Fa.t in inf int co.s daem.

Satanas. Belzebub, Lcfr, Elimi, Leviathan, Astaroth

Siq pos mag. diab. et daem. pri.cp dom.

Tras la introducción, cuya supuesta autoría era evidente, comenzaba el texto. Corso leyó las primeras líneas:

D. mine mag. que L. fr, te D.um m. Et.pr ag.sco. et pol.cor t ser.ire, a.ob.re quam.d p. vvre; et rn.io al.rum d. et js.ch.st. et a.s sn.ts tq.e s.ctas e. Ec.les. apstl. et rom. et om. i sc.am. et o.nia ips. s.cramen. et o.nes atio et r.g. q.ib fid. pos.nt int.rcd. p.o me; et t.bi po.lceor q. fac. qu.tqu.t m.lum pot., et atra. ad mala p. omn. Et ab. rncio chrsm. et b.ptm et omn…

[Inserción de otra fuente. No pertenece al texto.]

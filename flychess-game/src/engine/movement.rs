//! Token movement arithmetic, including the bounce off the end cell.

/// Final cell after moving `steps` forward from `position` on a track whose
/// end cell is `last`.
///
/// Overshooting the end reflects back by the excess, never below the start.
#[must_use]
pub const fn resolve_target(position: usize, steps: usize, last: usize) -> usize {
    let raw = position + steps;
    if raw > last {
        last.saturating_sub(raw - last)
    } else {
        raw
    }
}

/// Every cell visited, in order, when walking `steps` forward from `from`.
///
/// The walk turns around at `last` and stops early if it is pushed back to
/// the start. The final element equals [`resolve_target`].
#[must_use]
pub fn forward_path(from: usize, steps: usize, last: usize) -> Vec<usize> {
    let mut path = Vec::with_capacity(steps);
    let mut position = from.min(last);
    let mut forward = true;
    for _ in 0..steps {
        if forward && position == last {
            forward = false;
        }
        if !forward && position == 0 {
            break;
        }
        position = if forward { position + 1 } else { position - 1 };
        path.push(position);
    }
    path
}

/// Every cell visited walking `steps` backward from `from`, stopping at 0.
#[must_use]
pub fn backward_path(from: usize, steps: usize) -> Vec<usize> {
    (1..=steps.min(from)).map(|offset| from - offset).collect()
}

#[cfg(test)]
mod tests {
    use super::*;

    #[test]
    fn overshoot_reflects_off_the_end() {
        assert_eq!(resolve_target(7, 5, 9), 6);
        assert_eq!(forward_path(7, 5, 9), vec![8, 9, 8, 7, 6]);
    }

    #[test]
    fn exact_roll_lands_on_end() {
        assert_eq!(resolve_target(5, 4, 9), 9);
        assert_eq!(forward_path(5, 4, 9), vec![6, 7, 8, 9]);
    }

    #[test]
    fn reflection_clamps_at_start() {
        assert_eq!(resolve_target(0, 7, 2), 0);
        assert_eq!(forward_path(0, 7, 2), vec![1, 2, 1, 0]);
    }

    #[test]
    fn path_end_always_matches_target() {
        for last in 1..12 {
            for from in 0..=last {
                for steps in 0..=8 {
                    let path = forward_path(from, steps, last);
                    let end = path.last().copied().unwrap_or(from);
                    assert_eq!(end, resolve_target(from, steps, last), "from {from} steps {steps} last {last}");
                }
            }
        }
    }

    #[test]
    fn backward_path_stops_at_start() {
        assert_eq!(backward_path(5, 3), vec![4, 3, 2]);
        assert_eq!(backward_path(2, 6), vec![1, 0]);
        assert!(backward_path(0, 4).is_empty());
    }
}
use std::process::Command;

fn tester() -> Command {
    Command::new(env!("CARGO_BIN_EXE_flychess-tester"))
}

#[test]
fn lists_scenarios() {
    let output = tester().arg("--list-scenarios").output().expect("run tester");
    assert!(output.status.success());
    let stdout = String::from_utf8_lossy(&output.stdout);
    for key in ["smoke", "persistence-resume", "time-inference"] {
        assert!(stdout.contains(key), "missing {key}");
    }
}

#[test]
fn json_report_for_passing_scenarios() {
    let output = tester()
        .args([
            "--scenarios",
            "overshoot-bounce,executor-assignment",
            "--seeds",
            "1,2",
            "--iterations",
            "2",
            "--skip-playability",
            "--report",
            "json",
        ])
        .output()
        .expect("run tester");
    assert!(output.status.success(), "{}", String::from_utf8_lossy(&output.stderr));

    let stdout = String::from_utf8_lossy(&output.stdout);
    let json_start = stdout.find('{').expect("json in output");
    let report: serde_json::Value =
        serde_json::from_str(stdout[json_start..].trim()).expect("valid json");
    let scenarios = report["scenarios"].as_array().expect("scenario list");
    assert_eq!(scenarios.len(), 4);
    assert!(scenarios.iter().all(|s| s["passed"] == true));
}

#[test]
fn unknown_scenario_exits_with_failure() {
    let output = tester()
        .args(["--scenarios", "bogus", "--iterations", "1", "--skip-playability"])
        .output()
        .expect("run tester");
    assert_eq!(output.status.code(), Some(1));
}

#[test]
fn csv_report_from_playability_sweep() {
    let path = std::env::temp_dir().join(format!("flychess-cli-{}.csv", std::process::id()));
    let status = tester()
        .args(["--scenarios", "smoke", "--iterations", "1", "--mode", "daily", "--report", "csv"])
        .arg("--output")
        .arg(&path)
        .status()
        .expect("run tester");
    assert!(status.success());
    let csv = std::fs::read_to_string(&path).expect("report written");
    assert_eq!(csv.lines().count(), 4);
    assert!(csv.lines().skip(1).all(|line| line.starts_with("daily,")));
}

#[test]
fn rejects_bad_seeds() {
    let output = tester()
        .args(["--seeds", "banana", "--skip-playability"])
        .output()
        .expect("run tester");
    assert!(!output.status.success());
}
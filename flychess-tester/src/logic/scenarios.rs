use anyhow::{Context, Result, ensure};
use flychess_game::constants::SAVE_EXPIRY_MS;
use flychess_game::{
    Board, ConflictPolicy, CustomModeDraft, GameEvent, GameMode, GamePhase, ImportOutcome,
    PlayerColor, TaskType, TaskVerdict, TimeSettings,
};
use rand::SeedableRng;
use rand_chacha::ChaCha20Rng;

use crate::logic::policy::VerdictStrategy;
use crate::logic::simulation::{GameTester, SimulationConfig, TesterEngine};

type ScenarioCheck = fn(&GameTester, u64) -> Result<()>;

/// A named logic check run once per seed and iteration.
#[derive(Clone)]
pub struct TestScenario {
    pub key: &'static str,
    pub name: &'static str,
    pub description: &'static str,
    check: ScenarioCheck,
}

impl TestScenario {
    pub(crate) const fn new(
        key: &'static str,
        name: &'static str,
        description: &'static str,
        check: ScenarioCheck,
    ) -> Self {
        Self {
            key,
            name,
            description,
            check,
        }
    }

    /// # Errors
    ///
    /// Returns the first violated expectation.
    pub fn run(&self, tester: &GameTester, seed: u64) -> Result<()> {
        (self.check)(tester, seed)
    }
}

impl std::fmt::Debug for TestScenario {
    fn fmt(&self, f: &mut std::fmt::Formatter<'_>) -> std::fmt::Result {
        f.debug_struct("TestScenario").field("key", &self.key).finish()
    }
}

#[must_use]
pub fn catalog() -> Vec<TestScenario> {
    vec![
        TestScenario::new(
            "smoke",
            "Smoke",
            "A seeded board game plays through to a completed win task",
            smoke,
        ),
        TestScenario::new(
            "overshoot-bounce",
            "Overshoot Bounce",
            "Rolling past the end bounces back by the excess",
            overshoot_bounce,
        ),
        TestScenario::new(
            "executor-assignment",
            "Executor Assignment",
            "Stars and collisions dare the opponent, traps the mover",
            executor_assignment,
        ),
        TestScenario::new(
            "persistence-resume",
            "Persistence Resume",
            "A synced game resumes with the same positions and turn",
            persistence_resume,
        ),
        TestScenario::new(
            "save-expiry",
            "Save Expiry",
            "Saves older than the expiry window are ignored",
            save_expiry,
        ),
        TestScenario::new(
            "custom-mode-registry",
            "Custom Mode Registry",
            "Custom modes round-trip through create, export and import",
            custom_mode_registry,
        ),
        TestScenario::new(
            "wheel-turn-order",
            "Wheel Turn Order",
            "Wheel verdicts grant extra turns and skips correctly",
            wheel_turn_order,
        ),
        TestScenario::new(
            "time-inference",
            "Time Inference",
            "Timed tasks get the longest matching keyword duration",
            time_inference,
        ),
    ]
}

#[must_use]
pub fn get_scenario(key: &str) -> Option<TestScenario> {
    catalog().into_iter().find(|scenario| scenario.key == key)
}

#[must_use]
pub fn list_scenarios() -> Vec<(&'static str, &'static str)> {
    catalog()
        .into_iter()
        .map(|scenario| (scenario.key, scenario.description))
        .collect()
}

fn linear_engine(tester: &GameTester, board: Board) -> TesterEngine {
    tester.engine().0.with_board(board)
}

fn play(game: &mut flychess_game::BoardGame, value: u8) -> Result<()> {
    game.roll_with(value)
        .with_context(|| format!("rolling {value}"))?;
    game.run_until_idle();
    Ok(())
}

fn smoke(tester: &GameTester, seed: u64) -> Result<()> {
    let config = SimulationConfig::new(GameMode::Love, VerdictStrategy::CoinFlip, seed);
    let summary = tester.simulate(&config)?;
    let winner = summary
        .metrics
        .winner
        .context("game finished without a winner")?;
    let winner_pos = match winner {
        PlayerColor::Red => summary.final_positions[0],
        PlayerColor::Blue => summary.final_positions[1],
    };
    ensure!(winner_pos == 48, "winner stopped at {winner_pos}, not the end cell");
    ensure!(summary.save_cleared, "save survived the completed win task");
    Ok(())
}

fn overshoot_bounce(tester: &GameTester, seed: u64) -> Result<()> {
    let engine = linear_engine(tester, Board::linear(10, &[], &[])?);
    let mut game = engine.new_game(GameMode::Love, None, "zh", seed)?;
    play(&mut game, 6)?;
    play(&mut game, 1)?;
    game.drain_events();
    play(&mut game, 6)?;

    ensure!(
        game.position(PlayerColor::Red) == 6,
        "red should bounce back to 6, got {}",
        game.position(PlayerColor::Red)
    );
    ensure!(
        game.drain_events()
            .iter()
            .any(|event| matches!(event, GameEvent::Bounced { player: PlayerColor::Red })),
        "no bounce event"
    );
    ensure!(game.winner().is_none(), "a bounce must not win");
    ensure!(game.current_player() == PlayerColor::Blue, "turn did not pass");
    Ok(())
}

fn executor_assignment(tester: &GameTester, seed: u64) -> Result<()> {
    let engine = linear_engine(tester, Board::linear(12, &[3], &[5])?);
    let mut game = engine.new_game(GameMode::Love, None, "zh", seed)?;
    play(&mut game, 3)?;
    let task = game.current_task().context("star drew no task")?;
    ensure!(game.task_type() == Some(TaskType::Star), "cell 3 is a star");
    ensure!(task.executor == PlayerColor::Blue, "star task must go to the opponent");
    ensure!(task.target == PlayerColor::Red, "star task targets the mover");

    let mut game = engine.new_game(GameMode::Love, None, "zh", seed)?;
    play(&mut game, 5)?;
    let task = game.current_task().context("trap drew no task")?;
    ensure!(task.executor == PlayerColor::Red, "trap task must go to the mover");

    let mut game = engine.new_game(GameMode::Love, None, "zh", seed)?;
    play(&mut game, 2)?;
    play(&mut game, 2)?;
    ensure!(
        game.task_type() == Some(TaskType::Collision),
        "sharing cell 2 must collide"
    );
    let task = game.current_task().context("collision drew no task")?;
    ensure!(task.executor == PlayerColor::Red, "collision task goes to the opponent");
    game.resolve_task(TaskVerdict::Failed)?;
    game.run_until_idle();
    ensure!(
        game.position(PlayerColor::Red) == 0,
        "failed collision must send the executor home"
    );
    ensure!(game.position(PlayerColor::Blue) == 2, "mover keeps its cell");
    Ok(())
}

fn persistence_resume(tester: &GameTester, seed: u64) -> Result<()> {
    let (engine, _store, clock) = tester.engine();
    let mut game = engine.new_game(GameMode::Daily, None, "zh", seed)?;
    for _ in 0..4 {
        if game.phase() == GamePhase::Task {
            game.resolve_task(TaskVerdict::Completed)?;
        } else {
            game.roll()?;
        }
        game.run_until_idle();
        engine.sync(&game);
        clock.advance(1_000);
    }

    let resumed = engine
        .resume(GameMode::Daily, None, "zh", seed.wrapping_add(1))?
        .context("no save to resume")?;
    for player in [PlayerColor::Red, PlayerColor::Blue] {
        ensure!(
            resumed.position(player) == game.position(player),
            "{player} moved across the save"
        );
    }
    ensure!(resumed.current_player() == game.current_player(), "turn changed across the save");
    ensure!(resumed.phase() == game.phase(), "phase changed across the save");
    ensure!(
        resumed.current_task() == game.current_task(),
        "pending task was not restored"
    );
    Ok(())
}

fn save_expiry(tester: &GameTester, seed: u64) -> Result<()> {
    let (engine, _store, clock) = tester.engine();
    let mut game = engine.new_game(GameMode::Love, None, "zh", seed)?;
    game.roll()?;
    game.run_until_idle();
    ensure!(engine.sync(&game), "sync did not write");

    clock.advance(SAVE_EXPIRY_MS - 1);
    ensure!(engine.saves().has_save(GameMode::Love, None), "save expired early");
    clock.advance(1);
    ensure!(!engine.saves().has_save(GameMode::Love, None), "expired save still counts");
    ensure!(
        engine.resume(GameMode::Love, None, "zh", seed)?.is_none(),
        "expired save resumed"
    );
    Ok(())
}

fn custom_mode_registry(tester: &GameTester, seed: u64) -> Result<()> {
    let (engine, _store, clock) = tester.engine();
    let registry = engine.registry();
    let draft = CustomModeDraft::new(
        format!("Mode {seed}"),
        vec!["dance $time".to_string(), "  ".to_string(), "sing".to_string()],
    );
    let mode = registry.create(&draft)?;
    ensure!(mode.tasks.len() == 2, "blank tasks must be dropped");
    ensure!(
        registry.find_by_name(&mode.name).map(|m| m.id) == Some(mode.id.clone()),
        "lookup by name failed"
    );

    let game = engine.new_game(GameMode::Custom, Some(&mode.id), "zh", seed)?;
    ensure!(game.queue().len() == 2, "custom game uses the custom tasks");

    let exported = registry.export(&mode.id)?;
    clock.advance(5);
    let skipped = registry.import(&exported, ConflictPolicy::Skip)?;
    ensure!(matches!(skipped, ImportOutcome::Skipped(_)), "same name must be skipped");
    let overwritten = registry.import(&exported, ConflictPolicy::Overwrite)?;
    ensure!(
        matches!(&overwritten, ImportOutcome::Overwritten(m) if m.id == mode.id),
        "overwrite must keep the id"
    );

    registry.delete(&mode.id)?;
    let created = registry.import(&exported, ConflictPolicy::Skip)?;
    ensure!(matches!(created, ImportOutcome::Created(_)), "import after delete creates");
    ensure!(registry.list().len() == 1, "registry should hold one mode");
    Ok(())
}

fn wheel_turn_order(tester: &GameTester, seed: u64) -> Result<()> {
    let (engine, _store, _clock) = tester.engine();
    let mut wheel = engine.new_wheel_game(GameMode::Love, None, "zh", seed)?;

    let mut spin = |section: usize, verdict: TaskVerdict| -> Result<PlayerColor> {
        wheel.spin_to(section)?;
        wheel.run_until_idle();
        wheel.resolve_task(verdict)?;
        ensure!(wheel.phase() == GamePhase::Playing, "wheel did not return to play");
        Ok(wheel.current_player())
    };

    ensure!(spin(1, TaskVerdict::Completed)? == PlayerColor::Red, "star success keeps the turn");
    ensure!(spin(3, TaskVerdict::Failed)? == PlayerColor::Red, "trap failure skips the opponent");
    ensure!(spin(0, TaskVerdict::Completed)? == PlayerColor::Blue, "normal tasks pass the turn");
    ensure!(spin(1, TaskVerdict::Failed)? == PlayerColor::Red, "star failure passes the turn");

    // Star tasks are performed by the other player.
    let red = wheel.tally(PlayerColor::Red);
    let blue = wheel.tally(PlayerColor::Blue);
    ensure!(red.completed == 1 && red.failed == 2, "red tally {red:?}");
    ensure!(blue.completed == 1 && blue.failed == 0, "blue tally {blue:?}");
    Ok(())
}

fn time_inference(tester: &GameTester, seed: u64) -> Result<()> {
    let settings = TimeSettings::default();
    let mut rng = ChaCha20Rng::seed_from_u64(seed);

    let suggestion = settings.suggest("给对方按摩肩膀，然后拥抱", &mut rng);
    ensure!(suggestion.time == 120, "longest keyword should win, got {}", suggestion.time);
    ensure!(suggestion.matched_keywords.len() == 2, "both keywords should match");

    let fallback = settings.suggest("说一句情话", &mut rng);
    ensure!(
        (5..=settings.default_task_time).contains(&fallback.time),
        "fallback {} outside the default range",
        fallback.time
    );

    let (engine, _store, _clock) = tester.engine();
    let engine = engine.with_board(Board::linear(8, &[2], &[])?);
    let mode = engine
        .registry()
        .create(&CustomModeDraft::new("Timed", vec!["按摩 $time".to_string()]))?;
    let mut game = engine.new_game(GameMode::Custom, Some(&mode.id), "zh", seed)?;
    play(&mut game, 2)?;
    let task = game.current_task().context("star drew no task")?;
    ensure!(task.description == "按摩", "timer marker left in {:?}", task.description);
    ensure!(task.duration_ms == Some(120_000), "duration was {:?}", task.duration_ms);
    Ok(())
}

Levantó la vista hacia el pórtico de la iglesia, cuyas arquivoltas ocupaban imágenes del juicio Final gastadas por la lluvia y la intemperie. Bajo éstas, partiendo la puerta en dos, un nicho sobre una columna cobijaba un pantocrátor de aspecto airado cuya mano derecha, alzada, sugería más castigo que clemencia. En la siniestra sostenía un libro abierto, y Corso no pudo sustraerse a la inevitable asociación de ideas. Miró alrededor, la torre de la iglesia y los edificios circundantes; las fachadas conservaban escudos de armas episcopales, y se dijo que también esa plaza vio arder, en otro tiempo, hogueras de la Inquisición. Después de todo, aquello era Toledo. Crisol de cultos subterráneos, de misterios iniciáticos, de falsos conversos. Y de herejes.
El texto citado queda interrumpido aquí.